Será otro manierista, Juan
de Juni, más bien un protobarroco, muy bien representado en la exposición,
quien dote a sus figuras, más corpulentas y realistas, de una mayor expresión,
a veces patética. En esta línea marcada por Juni en su ‘Santo entierro’ y en su
‘Virgen de las angustias’ o ‘de los cuchillos’, están no pocos calvarios del
siglo XVI en los que el dolor gesticulante de sus personajes es lo más alejado
de la armonía clasicista. En el Barroco, esta línea, digamos, ‘dura’, culminará
en las llagas sangrantes y en los cristos muertos de Gregorio Fernández, así
como en los cadáveres descompuestos de Valdés Leal.
Si la línea anterior
tiene que ver con la ascética, la otra vía, la dulce y gratuita, está más cerca
de la mística. Arranca del Jesús tierno y algo empalagoso de Juan de Juanes,
pasa por el bellísimo y conmovedor ‘Jesús con la cruz acuestas’ de El Greco,
con sus ojos inundados, culmina en las ‘Purísimas’ de Murillo y se prolonga en
la ñoña imaginería romántica y posterior, cuyo representante más conspicuo es
el ‘Corazón de Jesús’.
El dolor contenido que
no puede con la belleza, lo que sería una vía intermedia entre las dos
anteriores, está representada por la ‘Piedad’ de Morales, y por la magnífica ‘Dolorosa’
de Pedro de Mena.
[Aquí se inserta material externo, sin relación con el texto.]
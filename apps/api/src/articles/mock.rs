//! Mock article body used when no Gemini key is configured.
//!
//! The template interpolates the primary keyword and ten selected-keyword
//! slots; keyword indexes wrap, so shorter selections still fill every
//! slot. The body intentionally matches the shape the drafting prompt asks
//! for: no H1, five H2 sections, bolded keywords, around 800 words.

const MOCK_BODY_TEMPLATE: &str = r#"In today's competitive digital landscape, **{primary}** has become more crucial than ever for businesses looking to establish their online presence and drive meaningful results. Whether you're a startup founder, marketing professional, or business owner, understanding the intricacies of **{kw0}** can make the difference between success and mediocrity.

The world of **{primary}** is constantly evolving, with new strategies and techniques emerging regularly. Recent studies show that companies implementing comprehensive **{kw1}** strategies see an average increase of 40% in their overall performance metrics. This statistic alone highlights the importance of staying current with industry best practices.

## Understanding the Fundamentals

Before diving into advanced strategies, it's essential to grasp the core principles that drive successful **{primary}** implementation. The foundation lies in understanding your target audience and their specific needs, preferences, and pain points.

**{kw2}** plays a pivotal role in this process. By leveraging data-driven insights, businesses can create more targeted and effective campaigns that resonate with their intended audience. This approach not only improves engagement rates but also maximizes return on investment.

Consider these key factors when developing your strategy:

The integration of **{kw3}** into your overall approach ensures comprehensive coverage of all essential elements. Modern consumers expect personalized experiences, and businesses that fail to deliver on this expectation often struggle to maintain competitive advantage.

## Advanced Strategies That Drive Results

Moving beyond basic implementation, successful **{primary}** requires sophisticated techniques that address the nuances of modern consumer behavior. **{kw4}** has emerged as a critical component in this advanced approach.

Industry leaders consistently emphasize the importance of continuous optimization and testing. This iterative process allows businesses to refine their strategies based on real-world performance data, leading to increasingly effective outcomes over time.

The role of technology in enhancing **{kw5}** capabilities cannot be overstated. Artificial intelligence and machine learning algorithms now enable unprecedented levels of personalization and automation, streamlining processes that once required significant manual effort.

## Implementation Best Practices

Successfully executing a **{primary}** strategy demands careful attention to detail and systematic implementation. **{kw6}** should be integrated seamlessly throughout all touchpoints of the customer journey.

Start by establishing clear objectives and key performance indicators. These metrics will serve as your roadmap, helping you measure progress and make data-driven adjustments as needed. Remember that **{kw7}** effectiveness often depends on consistent monitoring and optimization.

Collaboration between different departments within your organization ensures alignment and maximizes the impact of your efforts. When teams work together toward common goals, the synergistic effect often produces results that exceed individual contributions.

## Measuring Success and ROI

The true value of any **{primary}** initiative lies in its measurable impact on business outcomes. **{kw8}** provides valuable insights into campaign performance and areas for improvement.

Establish a comprehensive analytics framework that tracks both short-term and long-term metrics. While immediate results are important, the compound effect of sustained **{kw9}** efforts often produces the most significant long-term value.

Regular reporting and analysis enable proactive adjustments to your strategy, ensuring optimal performance even as market conditions and consumer preferences evolve.

## Conclusion

The landscape of **{primary}** continues to evolve at a rapid pace, presenting both opportunities and challenges for businesses across all industries. Success in this environment requires a combination of strategic thinking, tactical execution, and continuous adaptation.

By focusing on **{kw0}** and implementing the strategies outlined in this guide, organizations can position themselves for sustainable growth and competitive advantage. The key lies in maintaining a balance between proven methodologies and innovative approaches that address emerging trends and technologies.

Remember that **{primary}** is not a one-time effort but an ongoing process that requires dedication, resources, and patience. The businesses that understand this fundamental truth and commit to long-term excellence will ultimately reap the greatest rewards in today's dynamic marketplace."#;

/// Builds the mock article body for the given keywords.
pub fn mock_article_body(primary_keyword: &str, selected_keywords: &[String]) -> String {
    let slot = |i: usize| -> &str {
        if selected_keywords.is_empty() {
            primary_keyword
        } else {
            &selected_keywords[i % selected_keywords.len()]
        }
    };

    let mut body = MOCK_BODY_TEMPLATE.replace("{primary}", primary_keyword);
    for i in 0..10 {
        body = body.replace(&format!("{{kw{i}}}"), slot(i));
    }
    body
}

#[cfg(test)]
mod tests {
    use super::*;

    fn keywords(words: &[&str]) -> Vec<String> {
        words.iter().map(|w| w.to_string()).collect()
    }

    #[test]
    fn body_has_the_expected_skeleton() {
        let body = mock_article_body("seo", &keywords(&["a", "b", "c", "d", "e"]));
        assert!(!body.starts_with("# "));
        assert_eq!(body.lines().filter(|l| l.starts_with("## ")).count(), 5);
        assert!(body.contains("**seo**"));
        assert!(!body.contains("{primary}"));
        assert!(!body.contains("{kw"));
    }

    #[test]
    fn keyword_slots_wrap_for_short_selections() {
        let body = mock_article_body("seo", &keywords(&["first", "second", "third", "x", "y"]));
        // Slot 5 wraps back to the first selected keyword.
        assert!(body.contains("enhancing **first** capabilities"));
    }

    #[test]
    fn empty_selection_falls_back_to_the_primary_keyword() {
        let body = mock_article_body("seo", &[]);
        assert!(body.contains("intricacies of **seo**"));
        assert!(!body.contains("{kw0}"));
    }

    #[test]
    fn body_is_long_enough_to_read_like_an_article() {
        let body = mock_article_body("topic", &keywords(&["a", "b", "c", "d", "e"]));
        assert!(body.split_whitespace().count() > 500);
    }
}
//! Axum route handlers for the Articles API.

use axum::extract::{Path, State};
use axum::http::StatusCode;
use axum::Json;
use serde::Serialize;
use uuid::Uuid;

use crate::articles::generator::{generate_article, GenerateArticleRequest};
use crate::errors::AppError;
use crate::models::article::Article;
use crate::state::AppState;

/// Selected keyword counts accepted for generation.
const MIN_SELECTED_KEYWORDS: usize = 5;
const MAX_SELECTED_KEYWORDS: usize = 10;

#[derive(Debug, Serialize)]
pub struct ArticleResponse {
    pub article: Article,
}

#[derive(Debug, Serialize)]
pub struct ArticleListResponse {
    pub articles: Vec<Article>,
}

/// POST /api/v1/articles
///
/// Runs the full generation pipeline and saves the finished article to the
/// front of the history before returning it.
pub async fn handle_generate_article(
    State(state): State<AppState>,
    Json(request): Json<GenerateArticleRequest>,
) -> Result<Json<ArticleResponse>, AppError> {
    if request.description.trim().is_empty()
        || request.primary_keyword.trim().is_empty()
        || request.selected_headline.trim().is_empty()
    {
        return Err(AppError::Validation("Missing required fields".to_string()));
    }
    if request.selected_keywords.len() < MIN_SELECTED_KEYWORDS
        || request.selected_keywords.len() > MAX_SELECTED_KEYWORDS
    {
        return Err(AppError::Validation(
            "Please select 5-10 keywords for optimal results".to_string(),
        ));
    }

    let article = generate_article(state.llm.as_ref(), &request).await?;
    state.store.save(article.clone()).await;

    Ok(Json(ArticleResponse { article }))
}

/// GET /api/v1/articles — the history, newest first.
pub async fn handle_list_articles(State(state): State<AppState>) -> Json<ArticleListResponse> {
    Json(ArticleListResponse {
        articles: state.store.list().await,
    })
}

/// GET /api/v1/articles/:id
pub async fn handle_get_article(
    State(state): State<AppState>,
    Path(id): Path<Uuid>,
) -> Result<Json<ArticleResponse>, AppError> {
    let article = state
        .store
        .get(id)
        .await
        .ok_or_else(|| AppError::NotFound(format!("Article {id} not found")))?;
    Ok(Json(ArticleResponse { article }))
}

/// DELETE /api/v1/articles/:id
pub async fn handle_delete_article(
    State(state): State<AppState>,
    Path(id): Path<Uuid>,
) -> Result<StatusCode, AppError> {
    if state.store.delete(id).await {
        Ok(StatusCode::NO_CONTENT)
    } else {
        Err(AppError::NotFound(format!("Article {id} not found")))
    }
}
No cabe duda de que los modelos barrocos son nuestro
principal referente de la imagen piadosa, comunicativa, suasoria, dulce o
áspera pero siempre conmovedora, nunca indiferente.
Es difícil saber si hoy
siguen ejerciendo su función desde los altares y si, en esta exposición, ni más
ni menos que como cualquier obra de arte en otras exposiciones de masas, no se
habrán convertido también en meros objetos de consumo cultural.